Für Walter Brecht, Inhaber der Kölner Markenberatung Spirit for Brands, ist das neue Verpackungsdesign dennoch eine „Gratwanderung“. Konfrontiert mit einem allgemeinen Wertewandel in der Gesellschaft muss sich die Marke aus Atlanta, die wie kaum eine andere für zuckerhaltigen Genuss steht, verändern. Bislang hat sich die Marke differenziert, je nach Gesundheitsbewusstsein der Konsumenten in die Farben Rot, Silber, Grün und Schwarz. Die neue Einheitsfarbe Rot ist nach Ansicht von Brecht ein Schritt weg von der nötigen Markendifferenzierung und hin zu einer neuen roten Dominanz. Ein Nachteil der neuen Dachmarkenstrategie. Doch es gibt auch Vorteile: „Das schafft sicherlich eine höhere Kommunikationseffizienz“, sagt Brecht. Jetzt sei es beispielsweise möglich, eine große integrierte Werbekampagne für alle Kategorien zu kreieren.

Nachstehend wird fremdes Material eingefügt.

//! Row-aligned descriptor matrices.

use serde::{Deserialize, Serialize};

/// Element type of a descriptor matrix.
#[derive(Clone, Copy, Debug, PartialEq, Eq, Serialize, Deserialize)]
pub enum DescriptorKind {
    /// Packed bits, compared by Hamming distance.
    Binary,
    /// `f32` vectors, compared by Euclidean distance.
    Float,
}

#[derive(thiserror::Error, Debug, Clone, PartialEq, Eq)]
pub enum DescriptorError {
    #[error("descriptor element type mismatch (expected {expected:?}, got {got:?})")]
    KindMismatch {
        expected: DescriptorKind,
        got: DescriptorKind,
    },

    #[error("descriptor column count mismatch (expected {expected}, got {got})")]
    ColumnMismatch { expected: usize, got: usize },

    #[error("descriptor buffer of {len} elements is not a multiple of {cols} columns")]
    RaggedBuffer { len: usize, cols: usize },
}

/// One descriptor per row, rows in the same order as their keypoints.
///
/// `cols` counts elements: bytes for binary descriptors, floats for float ones.
#[derive(Clone, Debug, PartialEq, Serialize, Deserialize)]
pub enum Descriptors {
    Binary { cols: usize, data: Vec<u8> },
    Float { cols: usize, data: Vec<f32> },
}

impl Descriptors {
    pub fn empty_binary(cols: usize) -> Self {
        Descriptors::Binary {
            cols,
            data: Vec::new(),
        }
    }

    pub fn empty_float(cols: usize) -> Self {
        Descriptors::Float {
            cols,
            data: Vec::new(),
        }
    }

    pub fn from_binary(cols: usize, data: Vec<u8>) -> Result<Self, DescriptorError> {
        check_ragged(data.len(), cols)?;
        Ok(Descriptors::Binary { cols, data })
    }

    pub fn from_float(cols: usize, data: Vec<f32>) -> Result<Self, DescriptorError> {
        check_ragged(data.len(), cols)?;
        Ok(Descriptors::Float { cols, data })
    }

    pub fn kind(&self) -> DescriptorKind {
        match self {
            Descriptors::Binary { .. } => DescriptorKind::Binary,
            Descriptors::Float { .. } => DescriptorKind::Float,
        }
    }

    pub fn cols(&self) -> usize {
        match self {
            Descriptors::Binary { cols, .. } | Descriptors::Float { cols, .. } => *cols,
        }
    }

    pub fn rows(&self) -> usize {
        let (len, cols) = match self {
            Descriptors::Binary { cols, data } => (data.len(), *cols),
            Descriptors::Float { cols, data } => (data.len(), *cols),
        };
        if cols == 0 {
            0
        } else {
            len / cols
        }
    }

    pub fn is_empty(&self) -> bool {
        self.rows() == 0
    }

    pub fn binary_row(&self, i: usize) -> Option<&[u8]> {
        match self {
            Descriptors::Binary { cols, data } => data.get(i * cols..(i + 1) * cols),
            Descriptors::Float { .. } => None,
        }
    }

    pub fn float_row(&self, i: usize) -> Option<&[f32]> {
        match self {
            Descriptors::Float { cols, data } => data.get(i * cols..(i + 1) * cols),
            Descriptors::Binary { .. } => None,
        }
    }

    /// Check that `other` can be stacked under or compared with `self`.
    pub fn check_compatible(&self, other: &Descriptors) -> Result<(), DescriptorError> {
        if self.kind() != other.kind() {
            return Err(DescriptorError::KindMismatch {
                expected: self.kind(),
                got: other.kind(),
            });
        }
        if self.cols() != other.cols() {
            return Err(DescriptorError::ColumnMismatch {
                expected: self.cols(),
                got: other.cols(),
            });
        }
        Ok(())
    }

    /// Append the rows of `other` below the rows of `self`.
    pub fn append(&mut self, other: &Descriptors) -> Result<(), DescriptorError> {
        self.check_compatible(other)?;
        match (self, other) {
            (Descriptors::Binary { data, .. }, Descriptors::Binary { data: more, .. }) => {
                data.extend_from_slice(more)
            }
            (Descriptors::Float { data, .. }, Descriptors::Float { data: more, .. }) => {
                data.extend_from_slice(more)
            }
            _ => {}
        }
        Ok(())
    }

    /// Distance between row `i` of `self` and row `j` of `other`.
    ///
    /// Hamming bits for binary rows, Euclidean norm for float rows. `None` if
    /// either row is missing or the kinds differ.
    pub fn distance(&self, i: usize, other: &Descriptors, j: usize) -> Option<f32> {
        match (self, other) {
            (Descriptors::Binary { .. }, Descriptors::Binary { .. }) => {
                Some(hamming(self.binary_row(i)?, other.binary_row(j)?) as f32)
            }
            (Descriptors::Float { .. }, Descriptors::Float { .. }) => {
                Some(l2(self.float_row(i)?, other.float_row(j)?))
            }
            _ => None,
        }
    }
}

fn check_ragged(len: usize, cols: usize) -> Result<(), DescriptorError> {
    if (cols == 0 && len > 0) || (cols > 0 && len % cols != 0) {
        return Err(DescriptorError::RaggedBuffer { len, cols });
    }
    Ok(())
}

#[inline]
pub fn hamming(a: &[u8], b: &[u8]) -> u32 {
    a.iter().zip(b).map(|(x, y)| (x ^ y).count_ones()).sum()
}

#[inline]
pub fn l2(a: &[f32], b: &[f32]) -> f32 {
    a.iter()
        .zip(b)
        .map(|(x, y)| (x - y) * (x - y))
        .sum::<f32>()
        .sqrt()
}

#[cfg(test)]
mod tests {
    use super::*;

    #[test]
    fn append_stacks_rows() {
        let mut a = Descriptors::from_binary(2, vec![1, 2, 3, 4]).unwrap();
        let b = Descriptors::from_binary(2, vec![5, 6]).unwrap();
        a.append(&b).unwrap();
        assert_eq!(a.rows(), 3);
        assert_eq!(a.binary_row(2), Some(&[5u8, 6][..]));
    }

    #[test]
    fn append_rejects_column_mismatch() {
        let mut a = Descriptors::empty_binary(32);
        let b = Descriptors::from_binary(16, vec![0; 16]).unwrap();
        assert_eq!(
            a.append(&b),
            Err(DescriptorError::ColumnMismatch {
                expected: 32,
                got: 16
            })
        );
    }

    #[test]
    fn append_rejects_kind_mismatch() {
        let mut a = Descriptors::empty_binary(4);
        let b = Descriptors::from_float(4, vec![0.0; 4]).unwrap();
        assert!(matches!(
            a.append(&b),
            Err(DescriptorError::KindMismatch { .. })
        ));
    }

    #[test]
    fn ragged_buffers_are_rejected() {
        assert!(Descriptors::from_binary(3, vec![0; 4]).is_err());
    }

    #[test]
    fn distances() {
        let a = Descriptors::from_binary(1, vec![0b1010_1010, 0xff]).unwrap();
        assert_eq!(a.distance(0, &a, 1), Some(4.0));
        let f = Descriptors::from_float(2, vec![0.0, 0.0, 3.0, 4.0]).unwrap();
        assert_eq!(f.distance(0, &f, 1), Some(5.0));
        assert_eq!(a.distance(0, &f, 0), None);
        assert_eq!(a.distance(5, &a, 0), None);
    }
}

Das neue Verpackungsdesign soll bis 2017 global eingeführt werden. Den Anfang macht Anfang Mai der mexikanische Markt, wo auch die neuen Verpackungen offiziell vorgestellt wurden. In Chile, Russland und Spanien wurde die neue Version bereits getestet. Wann die Neuerungen nach Deutschland kommen, gab das Unternehmen nicht bekannt. Der ikonische Coke-Button spielt übrigens bereits in der „Taste the Feeling“-Frühjahrskampagne eine große Rolle. Der Getränkeriese hat gleich mehrere Agenturen mit der Erstellung von Imagefilmen beauftragt und die Ergebnisse ins Netz gestellt.